What you will do: Set out the listing word for word. End with the line that contains "the borrow checker;".

Information given:
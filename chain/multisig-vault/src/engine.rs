//! Vault engine: the operation surface exposed to hosts
//!
//! Composes the registry, proposal store, approval engine and executor with
//! the storage, custody and oracle collaborators. Each operation:
//! 1. loads a snapshot of the vault / proposal it touches
//! 2. runs the component logic on that copy
//! 3. commits only if every check passed
//!
//! A failed operation therefore has no observable effect. Operations take
//! `&mut self`, so a single engine is serialized by the borrow checker;
//! [`SharedEngine`] extends that to multi-threaded hosts.

use multisig_types::ids::{MintId, SignerId, VaultId};
use multisig_types::proposal::{Asset, Proposal, ProposalStatus};
use multisig_types::vault::VaultConfig;
use std::sync::{Arc, Mutex, PoisonError};
use tracing::{debug, info, warn};

use crate::approval;
use crate::config::EngineConfig;
use crate::custody::{Custody, Holder, InMemoryCustody};
use crate::errors::{ConfigError, VaultError};
use crate::events::{
    ContractEvent, Deposited, ProposalCreated, ProposalExecuted, ProposalStatusChanged, Vote,
    VaultCreated, VoteCast,
};
use crate::executor::{self, ExecutionPath, Settlement};
use crate::oracle::{ManualOracle, PriceOracle};
use crate::proposal::{self, ProposalRequest};
use crate::registry;
use crate::store::{InMemoryLedger, LedgerStore};

/// Multi-signature vault engine.
#[derive(Debug)]
pub struct MultisigEngine<S = InMemoryLedger, C = InMemoryCustody, O = ManualOracle> {
    config: EngineConfig,
    store: S,
    custody: C,
    oracle: O,
    /// Emitted events log (append-only)
    events: Vec<ContractEvent>,
}

impl MultisigEngine {
    /// Engine backed entirely by in-memory collaborators.
    pub fn in_memory(config: EngineConfig) -> Result<Self, ConfigError> {
        Self::new(
            config,
            InMemoryLedger::new(),
            InMemoryCustody::new(),
            ManualOracle::default(),
        )
    }
}

impl<S, C, O> MultisigEngine<S, C, O>
where
    S: LedgerStore,
    C: Custody,
    O: PriceOracle,
{
    pub fn new(config: EngineConfig, store: S, custody: C, oracle: O) -> Result<Self, ConfigError> {
        config.validate()?;
        info!(
            max_signers = config.max_signers,
            max_description_len = config.max_description_len,
            "MultisigEngine initialized"
        );
        Ok(Self {
            config,
            store,
            custody,
            oracle,
            events: Vec::new(),
        })
    }

    // ───────────────────────── Vaults ─────────────────────────

    /// Create the vault owned by `creator`.
    pub fn create_vault(
        &mut self,
        creator: SignerId,
        signers: Vec<SignerId>,
        threshold: u32,
    ) -> Result<VaultId, VaultError> {
        traced("create_vault", self.try_create_vault(creator, signers, threshold))
    }

    fn try_create_vault(
        &mut self,
        creator: SignerId,
        signers: Vec<SignerId>,
        threshold: u32,
    ) -> Result<VaultId, VaultError> {
        let vault = registry::create_vault(&self.config, creator, signers, threshold)?;
        if self.store.vault(&vault.vault_id).is_some() {
            return Err(VaultError::VaultAlreadyExists {
                vault: vault.vault_id.to_string(),
            });
        }

        let vault_id = vault.vault_id;
        info!(
            vault = %vault_id,
            creator = %creator,
            signers = vault.signer_count(),
            threshold = vault.threshold,
            "Vault created"
        );
        self.events.push(ContractEvent::VaultCreated(VaultCreated {
            vault: vault_id,
            creator,
            signers: vault.signers.clone(),
            threshold: vault.threshold,
        }));
        self.store.put_vault(vault);
        Ok(vault_id)
    }

    /// Credit native coin to a vault. Anyone may deposit.
    pub fn deposit_native(
        &mut self,
        depositor: SignerId,
        vault: &VaultId,
        amount: u64,
    ) -> Result<(), VaultError> {
        traced("deposit_native", self.try_deposit(depositor, vault, Asset::Native, amount))
    }

    /// Credit `mint` tokens to a vault. Anyone may deposit.
    pub fn deposit_token(
        &mut self,
        depositor: SignerId,
        vault: &VaultId,
        mint: &MintId,
        amount: u64,
    ) -> Result<(), VaultError> {
        traced(
            "deposit_token",
            self.try_deposit(depositor, vault, Asset::Token(mint.clone()), amount),
        )
    }

    fn try_deposit(
        &mut self,
        depositor: SignerId,
        vault: &VaultId,
        asset: Asset,
        amount: u64,
    ) -> Result<(), VaultError> {
        if amount == 0 {
            return Err(VaultError::InvalidAmount);
        }
        self.load_vault(vault)?;
        self.custody.credit(Holder::Vault(*vault), &asset, amount)?;

        debug!(vault = %vault, depositor = %depositor, asset = %asset, amount, "Deposit credited");
        self.events.push(ContractEvent::Deposited(Deposited {
            vault: *vault,
            depositor,
            asset,
            amount,
        }));
        Ok(())
    }

    // ───────────────────────── Proposals ─────────────────────────

    /// Create a proposal and return its id.
    pub fn create_proposal(
        &mut self,
        proposer: SignerId,
        vault: &VaultId,
        request: ProposalRequest,
    ) -> Result<u64, VaultError> {
        traced("create_proposal", self.try_create_proposal(proposer, vault, request))
    }

    fn try_create_proposal(
        &mut self,
        proposer: SignerId,
        vault_id: &VaultId,
        request: ProposalRequest,
    ) -> Result<u64, VaultError> {
        let mut vault = self.load_vault(vault_id)?;
        let proposal = proposal::create_proposal(&self.config, &mut vault, proposer, request)?;
        let proposal_id = proposal.proposal_id;

        info!(
            vault = %vault_id,
            proposal_id,
            proposer = %proposer,
            amount = proposal.amount,
            status = %proposal.status,
            "Proposal created"
        );
        self.events.push(ContractEvent::ProposalCreated(ProposalCreated {
            vault: *vault_id,
            proposal_id,
            proposer,
            recipient: proposal.recipient,
            asset: proposal.asset(),
            amount: proposal.amount,
            status: proposal.status,
        }));
        self.store.commit_proposal(vault, proposal);
        Ok(proposal_id)
    }

    pub fn approve_proposal(
        &mut self,
        signer: SignerId,
        vault: &VaultId,
        proposal_id: u64,
    ) -> Result<ProposalStatus, VaultError> {
        traced(
            "approve_proposal",
            self.try_vote(signer, vault, proposal_id, Vote::Approve),
        )
    }

    pub fn reject_proposal(
        &mut self,
        signer: SignerId,
        vault: &VaultId,
        proposal_id: u64,
    ) -> Result<ProposalStatus, VaultError> {
        traced(
            "reject_proposal",
            self.try_vote(signer, vault, proposal_id, Vote::Reject),
        )
    }

    fn try_vote(
        &mut self,
        signer: SignerId,
        vault_id: &VaultId,
        proposal_id: u64,
        vote: Vote,
    ) -> Result<ProposalStatus, VaultError> {
        let vault = self.load_vault(vault_id)?;
        let mut proposal = self.load_proposal(vault_id, proposal_id)?;
        let from = proposal.status;

        let to = match vote {
            Vote::Approve => approval::approve_proposal(&vault, &mut proposal, signer)?,
            Vote::Reject => approval::reject_proposal(&vault, &mut proposal, signer)?,
        };

        debug!(
            vault = %vault_id,
            proposal_id,
            signer = %signer,
            ?vote,
            approvals = proposal.approvals.len(),
            rejections = proposal.rejections.len(),
            "Vote recorded"
        );
        self.store.put_proposal(proposal);
        self.events.push(ContractEvent::VoteCast(VoteCast {
            vault: *vault_id,
            proposal_id,
            signer,
            vote,
        }));
        self.record_transition(vault_id, proposal_id, from, to);
        Ok(to)
    }

    /// Cancel an `Active` proposal. Only the proposer may cancel.
    pub fn cancel_proposal(
        &mut self,
        signer: SignerId,
        vault: &VaultId,
        proposal_id: u64,
    ) -> Result<(), VaultError> {
        traced("cancel_proposal", self.try_cancel(signer, vault, proposal_id))
    }

    fn try_cancel(
        &mut self,
        signer: SignerId,
        vault_id: &VaultId,
        proposal_id: u64,
    ) -> Result<(), VaultError> {
        self.load_vault(vault_id)?;
        let mut proposal = self.load_proposal(vault_id, proposal_id)?;
        let from = proposal.status;

        approval::cancel_proposal(&mut proposal, signer)?;

        let to = proposal.status;
        self.store.put_proposal(proposal);
        self.record_transition(vault_id, proposal_id, from, to);
        Ok(())
    }

    // ───────────────────────── Execution ─────────────────────────

    /// Execute an approved native-coin proposal.
    pub fn execute_native(
        &mut self,
        executor: SignerId,
        vault: &VaultId,
        proposal_id: u64,
        recipient: SignerId,
    ) -> Result<Settlement, VaultError> {
        traced(
            "execute_native",
            self.try_execute(executor, vault, proposal_id, recipient, ExecutionPath::Native),
        )
    }

    /// Execute an approved token proposal for `mint`.
    pub fn execute_token(
        &mut self,
        executor: SignerId,
        vault: &VaultId,
        proposal_id: u64,
        recipient: SignerId,
        mint: &MintId,
    ) -> Result<Settlement, VaultError> {
        traced(
            "execute_token",
            self.try_execute(executor, vault, proposal_id, recipient, ExecutionPath::Token(mint)),
        )
    }

    fn try_execute(
        &mut self,
        executor: SignerId,
        vault_id: &VaultId,
        proposal_id: u64,
        recipient: SignerId,
        path: ExecutionPath<'_>,
    ) -> Result<Settlement, VaultError> {
        let vault = self.load_vault(vault_id)?;
        let mut proposal = self.load_proposal(vault_id, proposal_id)?;

        let settlement = match path {
            ExecutionPath::Native => executor::execute_native(
                &mut self.custody,
                &self.oracle,
                &vault,
                &mut proposal,
                executor,
                recipient,
            )?,
            ExecutionPath::Token(mint) => executor::execute_token(
                &mut self.custody,
                &self.oracle,
                &vault,
                &mut proposal,
                executor,
                recipient,
                mint,
            )?,
        };

        info!(
            vault = %vault_id,
            proposal_id,
            executor = %executor,
            recipient = %settlement.recipient,
            asset = %settlement.asset,
            amount = settlement.amount,
            "Proposal executed"
        );
        self.store.put_proposal(proposal);
        self.record_transition(
            vault_id,
            proposal_id,
            ProposalStatus::Approved,
            ProposalStatus::Executed,
        );
        self.events.push(ContractEvent::ProposalExecuted(ProposalExecuted {
            vault: *vault_id,
            proposal_id,
            executor,
            recipient: settlement.recipient,
            asset: settlement.asset.clone(),
            amount: settlement.amount,
        }));
        Ok(settlement)
    }

    // ───────────────────────── Queries ─────────────────────────

    pub fn vault(&self, vault: &VaultId) -> Option<VaultConfig> {
        self.store.vault(vault)
    }

    pub fn proposal(&self, vault: &VaultId, proposal_id: u64) -> Option<Proposal> {
        self.store.proposal(vault, proposal_id)
    }

    pub fn proposals(&self, vault: &VaultId) -> Vec<Proposal> {
        self.store.proposals_for(vault)
    }

    /// Vault balance of `asset`.
    pub fn balance(&self, vault: &VaultId, asset: &Asset) -> u64 {
        self.custody.balance(&Holder::Vault(*vault), asset)
    }

    pub fn config(&self) -> &EngineConfig {
        &self.config
    }

    pub fn custody(&self) -> &C {
        &self.custody
    }

    pub fn oracle(&self) -> &O {
        &self.oracle
    }

    /// Mutable oracle access, for hosts that feed prices in-process.
    pub fn oracle_mut(&mut self) -> &mut O {
        &mut self.oracle
    }

    pub fn store(&self) -> &S {
        &self.store
    }

    // ───────────────────────── Events ─────────────────────────

    /// Get all emitted events.
    pub fn events(&self) -> &[ContractEvent] {
        &self.events
    }

    /// Drain all events (consume and clear).
    pub fn drain_events(&mut self) -> Vec<ContractEvent> {
        std::mem::take(&mut self.events)
    }

    // ───────────────────────── Internal ─────────────────────────

    fn load_vault(&self, vault: &VaultId) -> Result<VaultConfig, VaultError> {
        self.store
            .vault(vault)
            .ok_or_else(|| VaultError::VaultNotFound {
                vault: vault.to_string(),
            })
    }

    fn load_proposal(&self, vault: &VaultId, proposal_id: u64) -> Result<Proposal, VaultError> {
        self.store
            .proposal(vault, proposal_id)
            .ok_or_else(|| VaultError::ProposalNotFound {
                vault: vault.to_string(),
                proposal_id,
            })
    }

    fn record_transition(
        &mut self,
        vault: &VaultId,
        proposal_id: u64,
        from: ProposalStatus,
        to: ProposalStatus,
    ) {
        if from == to {
            return;
        }
        info!(vault = %vault, proposal_id, %from, %to, "Proposal status changed");
        self.events
            .push(ContractEvent::ProposalStatusChanged(ProposalStatusChanged {
                vault: *vault,
                proposal_id,
                from,
                to,
            }));
    }
}

fn traced<T>(operation: &'static str, result: Result<T, VaultError>) -> Result<T, VaultError> {
    if let Err(err) = &result {
        warn!(operation, kind = err.kind(), error = %err, "Operation rejected");
    }
    result
}

/// Thread-safe handle serializing every operation through one lock.
///
/// Standalone hosts have no ledger runtime ordering their calls, so the
/// vote and execution checks would race without it.
pub struct SharedEngine<S = InMemoryLedger, C = InMemoryCustody, O = ManualOracle> {
    inner: Arc<Mutex<MultisigEngine<S, C, O>>>,
}

impl<S, C, O> Clone for SharedEngine<S, C, O> {
    fn clone(&self) -> Self {
        Self {
            inner: Arc::clone(&self.inner),
        }
    }
}

impl<S, C, O> SharedEngine<S, C, O>
where
    S: LedgerStore,
    C: Custody,
    O: PriceOracle,
{
    pub fn new(engine: MultisigEngine<S, C, O>) -> Self {
        Self {
            inner: Arc::new(Mutex::new(engine)),
        }
    }

    /// Run `f` with exclusive access to the engine.
    ///
    /// Engine operations never leave partial state behind, so a lock
    /// poisoned by a panicking caller is still safe to reuse.
    pub fn with<R>(&self, f: impl FnOnce(&mut MultisigEngine<S, C, O>) -> R) -> R {
        let mut engine = self.inner.lock().unwrap_or_else(PoisonError::into_inner);
        f(&mut *engine)
    }
}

Answer section:
filename chain/multisig-vault/src/engine.rs
//! Vault engine: the operation surface exposed to hosts
//!
//! Composes the registry, proposal store, approval engine and executor with
//! the storage, custody and oracle collaborators. Each operation:
//! 1. loads a snapshot of the vault / proposal it touches
//! 2. runs the component logic on that copy
//! 3. commits only if every check passed
//!
//! A failed operation therefore has no observable effect. Operations take
//! `&mut self`, so a single engine is serialized by the borrow checker;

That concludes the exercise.